STA's on K & L Unit:
Irwin, Carmen, Candy, Gabby, Andrea, Keannette, Mark, Shaletha, Angelo, Kayerra, Chris, Phillip, Kashon, Manara, Marvin, Marion, Ed, Mandisa, Cam, Kherri, Jeffrey....
Everybody was trained on OIG Rule 50 reporting requirements, right?
Each and every employee at EMHC is a required reporter, whether you are a social worker, nurse, psychiatrist, janitor, or one of the 21 STA's I've named here. You are all required to call OIG within four hours, if you merely have any slightest suspicion that a patient might have been abused by staff. You do not have to know abuse happened, and you don't have to have witnessed it, to be required to report an allegation.
There are all kinds of abuse, too. A patient can be abused physically (e.g., Baker in chains when he could barely walk), sexually, (e.g., various young men of color seduced into sexual acts by female staff between 2005 and 2022), or mentally (e.g., every patient told they'd never get out without taking drugs). And they can be neglected (e.g., patients not offered any treatment in which they can willingly participate).

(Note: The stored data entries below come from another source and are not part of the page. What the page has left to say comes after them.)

//! Repetition: "N copies of die D", either summed or keep-selected.

use tracing::{debug, warn};

use crate::core::config::EvalConfig;
use crate::core::distribution::{Accumulator, Distribution, DistributionError};
use crate::schema::face::Face;
use crate::schema::keep::KeepSpec;

/// Sum of `count` independent copies of `die`, by binary doubling.
///
/// Zero copies sum to a certain 0.
pub fn sum_of_copies(count: u32, die: &Distribution) -> Distribution {
    match count {
        0 => Distribution::scalar(0),
        1 => die.without_annotation(),
        _ => {
            let half = sum_of_copies(count / 2, die);
            let doubled = half.add(&half);
            if count % 2 == 1 {
                doubled.add(die)
            } else {
                doubled
            }
        }
    }
}

/// Keep the best `keep.count` of `count` independent copies of `die`, summed.
///
/// Walks the full product of the die's numeric faces, so cost is
/// `faces^count`; anything above `max_combinations` is refused up front.
pub fn keep_of_copies(
    count: u32,
    die: &Distribution,
    keep: KeepSpec,
    max_combinations: u64,
) -> Result<Distribution, DistributionError> {
    let mut faces: Vec<(i64, f64)> = die
        .iter()
        .filter_map(|(face, weight)| face.value().map(|v| (v, weight)))
        .collect();
    faces.sort_by_key(|(v, _)| *v);

    let combinations = (faces.len() as u64).checked_pow(count);
    if combinations.map_or(true, |c| c > max_combinations) {
        return Err(DistributionError::LimitExceeded {
            what: "keep combinations",
            limit: max_combinations,
        });
    }

    let mut acc = Accumulator::new();
    enumerate_kept(&faces, count, keep, &[], 1.0, &mut acc);
    Ok(acc.finish())
}

fn enumerate_kept(
    faces: &[(i64, f64)],
    remaining: u32,
    keep: KeepSpec,
    kept: &[i64],
    weight: f64,
    acc: &mut Accumulator,
) {
    if remaining == 0 {
        acc.add(Face::Value(kept.iter().sum()), weight);
        return;
    }
    for &(value, face_weight) in faces {
        let next = select(kept, value, keep);
        enumerate_kept(faces, remaining - 1, keep, &next, weight * face_weight, acc);
    }
}

/// A new selection with `value` inserted in keep order, trimmed to `keep.count`.
fn select(kept: &[i64], value: i64, keep: KeepSpec) -> Vec<i64> {
    let at = kept
        .iter()
        .position(|&incumbent| keep.prefers(value, incumbent))
        .unwrap_or(kept.len());
    let mut next = Vec::with_capacity(kept.len() + 1);
    next.extend_from_slice(&kept[..at]);
    next.push(value);
    next.extend_from_slice(&kept[at..]);
    next.truncate(keep.count as usize);
    next
}

/// "`counts` copies of `die`", where the count is itself a distribution.
///
/// Each numeric count `v` (weight `w`) is resolved on its own, with the keep
/// selector if `die` carries one. Branch `v` is merged at scale
/// `w * P / total_v`, where `P` is the product of all branch totals. A fixed
/// count therefore yields exactly the weights of the direct evaluation.
pub fn repeat(
    counts: &Distribution,
    die: &Distribution,
    config: &EvalConfig,
) -> Result<Distribution, DistributionError> {
    let mut entries: Vec<(i64, f64)> = counts
        .iter()
        .filter_map(|(face, weight)| face.value().map(|v| (v, weight)))
        .collect();
    entries.sort_by_key(|(v, _)| *v);

    let keep = die.keep();
    let mut branches = Vec::with_capacity(entries.len());
    let mut factor = 1.0_f64;

    for (count, weight) in entries {
        if count < 0 {
            return Err(DistributionError::NegativeRepeat(count));
        }
        let count = u32::try_from(count)
            .ok()
            .filter(|c| *c <= config.max_repeat)
            .ok_or(DistributionError::LimitExceeded {
                what: "dice count",
                limit: u64::from(config.max_repeat),
            })?;

        debug!(count, faces = die.len(), keep = ?keep, "resolving repeated dice");
        let branch = match keep {
            Some(spec) => keep_of_copies(count, die, spec, config.max_keep_combinations)?,
            None => sum_of_copies(count, die),
        };

        let total = branch.total();
        if total > 0.0 {
            factor *= total;
        }
        branches.push((weight, total, branch));
    }

    if !factor.is_finite() {
        warn!("repeat normalization factor overflowed; merging branches unscaled");
        factor = 1.0;
    }

    let mut acc = Accumulator::new();
    for (weight, total, branch) in &branches {
        if *total > 0.0 {
            acc.absorb(branch, weight * (factor / total));
        }
    }
    Ok(acc.finish())
}
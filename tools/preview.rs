//! Preview: print the outcome table for one or more dice expressions.
//!
//! Usage: preview [--n <n>] [--config <limits.ron>] [--roll <count>] [--seed <s>] <expression>...
//!
//! Set `RUST_LOG=dice_odds=debug` to trace each operator application.

use dice_odds::core::distribution::Distribution;
use dice_odds::core::parser::Evaluator;
use dice_odds::core::summary::Summary;
use rand::rngs::StdRng;
use rand::SeedableRng;
use std::process;
use tracing_subscriber::EnvFilter;

fn main() {
    tracing_subscriber::fmt()
        .with_env_filter(EnvFilter::from_default_env())
        .with_writer(std::io::stderr)
        .init();

    let args: Vec<String> = std::env::args().collect();

    if args.len() < 2 || args[1] == "--help" || args[1] == "-h" {
        print_usage();
        return;
    }

    let mut n: i64 = 0;
    let mut config_path = None;
    let mut rolls: usize = 0;
    let mut seed: u64 = 42;
    let mut expressions = Vec::new();

    let mut i = 1;
    while i < args.len() {
        match args[i].as_str() {
            "--n" if i + 1 < args.len() => {
                i += 1;
                n = args[i].parse().unwrap_or_else(|_| {
                    eprintln!("Error: --n must be an integer");
                    process::exit(1);
                });
            }
            "--config" if i + 1 < args.len() => {
                i += 1;
                config_path = Some(args[i].clone());
            }
            "--roll" if i + 1 < args.len() => {
                i += 1;
                rolls = args[i].parse().unwrap_or(0);
            }
            "--seed" if i + 1 < args.len() => {
                i += 1;
                seed = args[i].parse().unwrap_or(42);
            }
            other if other.starts_with("--") => {
                eprintln!("Unknown argument: {}", other);
                print_usage();
                process::exit(1);
            }
            expression => expressions.push(expression.to_string()),
        }
        i += 1;
    }

    let mut builder = Evaluator::builder();
    if let Some(ref path) = config_path {
        builder = builder.config_file(path);
    }
    let evaluator = match builder.build() {
        Ok(evaluator) => evaluator,
        Err(e) => {
            eprintln!("ERROR: Failed to load config: {}", e);
            process::exit(1);
        }
    };

    let mut rng = StdRng::seed_from_u64(seed);
    let mut failures = 0;

    for expression in &expressions {
        match evaluator.evaluate(expression, n) {
            Ok(dist) => {
                print_summary(expression, &Summary::from(&dist));
                if rolls > 0 {
                    print_rolls(&dist, rolls, &mut rng);
                }
            }
            Err(e) => {
                eprintln!("ERROR: '{}': {}", expression, e);
                failures += 1;
            }
        }
    }

    if failures > 0 {
        process::exit(1);
    }
}

fn print_summary(expression: &str, summary: &Summary) {
    println!("\n=== {} ===\n", expression);
    println!("Average: {:.2}", summary.average);
    println!("Total:   {}", summary.total);
    println!("\nChances:");
    for outcome in &summary.outcomes {
        println!(
            "{:>8}: {:>7.3}%",
            outcome.face.to_string(),
            outcome.probability * 100.0
        );
    }
}

fn print_rolls(dist: &Distribution, rolls: usize, rng: &mut StdRng) {
    let faces: Vec<String> = (0..rolls)
        .filter_map(|_| dist.roll(&mut *rng))
        .map(|face| face.to_string())
        .collect();
    if faces.is_empty() {
        println!("\nRolls: (nothing can come up)");
    } else {
        println!("\nRolls: {}", faces.join(", "));
    }
}

fn print_usage() {
    println!("Usage: preview [--n <n>] [--config <limits.ron>] [--roll <count>] [--seed <s>] <expression>...");
    println!();
    println!("Examples:");
    println!("  preview \"4kh3d6\"");
    println!("  preview \"(d20 > d20 + 6 AC 15) * (2d6 + 4) crit (4d6 + 4)\"");
    println!("  preview --n 5 \"d20 + n DC 15 * 8d6 save half\"");
}
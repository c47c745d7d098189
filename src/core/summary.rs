//! The read-out handed to display layers: total, average and the ordered chances.

use serde::{Deserialize, Serialize};

use crate::core::distribution::Distribution;
use crate::schema::face::Face;

/// One row of the chance table.
#[derive(Debug, Clone, PartialEq, Serialize, Deserialize)]
pub struct Outcome {
    pub face: Face,
    /// Share of the total weight, in `[0, 1]`.
    pub probability: f64,
}

/// Everything a renderer needs from a finished evaluation.
#[derive(Debug, Clone, PartialEq, Serialize, Deserialize)]
pub struct Summary {
    pub total: f64,
    pub average: f64,
    /// Numeric faces ascending, then labels.
    pub outcomes: Vec<Outcome>,
}

impl From<&Distribution> for Summary {
    fn from(dist: &Distribution) -> Self {
        Self {
            total: dist.total(),
            average: dist.average(),
            outcomes: dist
                .outcomes()
                .into_iter()
                .map(|(face, probability)| Outcome { face, probability })
                .collect(),
        }
    }
}

impl Summary {
    /// Probability of `face`, 0 when it never comes up.
    pub fn chance(&self, face: &Face) -> f64 {
        self.outcomes
            .iter()
            .find(|o| &o.face == face)
            .map_or(0.0, |o| o.probability)
    }
}

#[cfg(test)]
mod tests {
    use super::*;

    #[test]
    fn summary_of_d4() {
        let summary = Summary::from(&Distribution::uniform(4));
        assert_eq!(summary.total, 4.0);
        assert_eq!(summary.average, 2.5);
        assert_eq!(summary.outcomes.len(), 4);
        assert_eq!(summary.outcomes[0].face, Face::Value(1));
        assert_eq!(summary.chance(&Face::Value(3)), 0.25);
        assert_eq!(summary.chance(&Face::Value(9)), 0.0);
    }

    #[test]
    fn empty_summary() {
        let summary = Summary::from(&Distribution::empty());
        assert_eq!(summary.total, 0.0);
        assert_eq!(summary.average, 0.0);
        assert!(summary.outcomes.is_empty());
    }

    #[test]
    fn ron_round_trip() {
        let summary = Summary::from(&Distribution::from_faces([
            (Face::Value(2), 1.0),
            (Face::label("miss"), 1.0),
        ]));
        let serialized = ron::to_string(&summary).unwrap();
        let deserialized: Summary = ron::from_str(&serialized).unwrap();
        assert_eq!(deserialized, summary);
    }
}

Every one of you guys has at least heard a rumor of something that falls within the OIG Rule 50 definitions of abuse or neglect. You should have reported that within four hours. If you didn't, you violated the law. STA's are not professionally licensed or beholden to the IDFPR like doctors and social workers. However, in order to work in a state healthcare facility (EMHC), you did have to submit to a healthcare worker background check, and you probably have to be listed in the Illinois Department of Public Health's Nurse Aide Registry. The Department of Public Health may make administrative findings about abuse or neglect. They may accept complaints that you failed to follow the reporting requirements of OIG Rule 50.
The Illinois Administrative Code carefully lists criminal violations which disqualify a person from employment in any health care facility. Among them are sexual misconduct with a person with a disability, custodial sexual misconduct, and abuse and criminal neglect of a long-term care facility resident. If you suspect that any staff at EMHC have committed any such offenses, and you do not report your suspicion according to OIG Rule 50 requirements, you are complicit in the offenses.
I'm not sure whether complicity alone, or turning a blind eye, would disqualify you for the job of STA. Maybe we'll have to see.